**WHAT THIS TASK INVOLVES**
Output only the lines of the entries that follow, starting at the one with "filename crates/migrate/src/main.rs" and running down to the one with "a Silence suppresses.", both included and unchanged.
═══ EXTRACTED INFORMATION
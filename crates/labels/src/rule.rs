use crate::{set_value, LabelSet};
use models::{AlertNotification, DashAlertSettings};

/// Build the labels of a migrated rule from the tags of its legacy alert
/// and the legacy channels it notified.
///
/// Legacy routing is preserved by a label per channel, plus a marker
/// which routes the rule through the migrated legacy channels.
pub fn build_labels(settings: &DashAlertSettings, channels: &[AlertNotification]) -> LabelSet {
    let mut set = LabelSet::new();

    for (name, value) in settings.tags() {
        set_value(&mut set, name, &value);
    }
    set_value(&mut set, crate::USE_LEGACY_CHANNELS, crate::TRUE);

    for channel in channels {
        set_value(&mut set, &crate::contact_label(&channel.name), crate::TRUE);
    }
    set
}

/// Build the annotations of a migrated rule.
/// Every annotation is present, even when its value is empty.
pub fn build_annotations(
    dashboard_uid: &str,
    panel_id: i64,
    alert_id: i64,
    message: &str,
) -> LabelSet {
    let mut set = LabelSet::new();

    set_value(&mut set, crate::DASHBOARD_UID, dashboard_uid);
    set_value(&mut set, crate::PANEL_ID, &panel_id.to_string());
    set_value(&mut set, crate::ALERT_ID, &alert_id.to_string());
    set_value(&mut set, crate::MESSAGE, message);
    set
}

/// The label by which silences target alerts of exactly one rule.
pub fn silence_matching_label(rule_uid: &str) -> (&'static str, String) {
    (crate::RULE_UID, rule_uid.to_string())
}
══════
═══ EXTRACTED INFORMATION
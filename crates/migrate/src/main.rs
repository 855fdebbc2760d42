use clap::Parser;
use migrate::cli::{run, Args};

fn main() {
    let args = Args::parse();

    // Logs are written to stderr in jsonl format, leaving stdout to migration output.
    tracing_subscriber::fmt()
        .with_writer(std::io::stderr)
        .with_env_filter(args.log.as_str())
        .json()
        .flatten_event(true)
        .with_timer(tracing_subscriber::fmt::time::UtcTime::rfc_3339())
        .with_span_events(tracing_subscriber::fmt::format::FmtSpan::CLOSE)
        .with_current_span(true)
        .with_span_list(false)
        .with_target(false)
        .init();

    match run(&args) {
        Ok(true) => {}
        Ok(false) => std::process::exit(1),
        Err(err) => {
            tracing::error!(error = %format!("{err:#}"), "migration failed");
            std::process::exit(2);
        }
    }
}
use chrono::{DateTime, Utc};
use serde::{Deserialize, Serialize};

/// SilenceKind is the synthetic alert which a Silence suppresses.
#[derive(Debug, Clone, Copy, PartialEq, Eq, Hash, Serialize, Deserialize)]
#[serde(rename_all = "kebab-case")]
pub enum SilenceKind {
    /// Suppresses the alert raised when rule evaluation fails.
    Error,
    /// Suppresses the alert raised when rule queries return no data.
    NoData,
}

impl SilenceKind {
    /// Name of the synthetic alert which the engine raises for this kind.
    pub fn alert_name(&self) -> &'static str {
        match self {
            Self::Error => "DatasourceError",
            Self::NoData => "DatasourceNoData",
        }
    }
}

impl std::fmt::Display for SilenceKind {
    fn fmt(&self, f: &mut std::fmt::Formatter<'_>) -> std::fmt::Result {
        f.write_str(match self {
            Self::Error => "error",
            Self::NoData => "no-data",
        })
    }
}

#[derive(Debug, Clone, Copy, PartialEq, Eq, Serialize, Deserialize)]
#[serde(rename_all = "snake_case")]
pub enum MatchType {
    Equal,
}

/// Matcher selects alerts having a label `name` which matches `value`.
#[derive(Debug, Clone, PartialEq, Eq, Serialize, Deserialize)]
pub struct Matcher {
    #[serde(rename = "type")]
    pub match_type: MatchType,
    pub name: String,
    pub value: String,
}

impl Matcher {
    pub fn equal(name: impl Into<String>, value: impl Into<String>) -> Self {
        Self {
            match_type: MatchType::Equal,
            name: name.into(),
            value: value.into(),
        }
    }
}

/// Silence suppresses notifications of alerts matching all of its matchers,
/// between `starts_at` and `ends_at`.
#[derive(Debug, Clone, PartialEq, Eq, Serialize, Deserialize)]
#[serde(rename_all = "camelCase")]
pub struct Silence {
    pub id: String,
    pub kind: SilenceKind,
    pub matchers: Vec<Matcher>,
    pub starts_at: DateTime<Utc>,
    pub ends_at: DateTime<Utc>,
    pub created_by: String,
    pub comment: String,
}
══════
**FINISHED EXERCISE**
filename crates/migrate/src/main.rs
repository 855fdebbc2760d42
use clap::Parser;
use migrate::cli::{run, Args};

fn main() {
    let args = Args::parse();

    // Logs are written to stderr in jsonl format, leaving stdout to migration output.
    tracing_subscriber::fmt()
        .with_writer(std::io::stderr)
        .with_env_filter(args.log.as_str())
        .json()
        .flatten_event(true)
        .with_timer(tracing_subscriber::fmt::time::UtcTime::rfc_3339())
        .with_span_events(tracing_subscriber::fmt::format::FmtSpan::CLOSE)
        .with_current_span(true)
        .with_span_list(false)
        .with_target(false)
        .init();

    match run(&args) {
        Ok(true) => {}
        Ok(false) => std::process::exit(1),
        Err(err) => {
            tracing::error!(error = %format!("{err:#}"), "migration failed");
            std::process::exit(2);
        }
    }
}
use chrono::{DateTime, Utc};
use serde::{Deserialize, Serialize};

/// SilenceKind is the synthetic alert which a Silence suppresses.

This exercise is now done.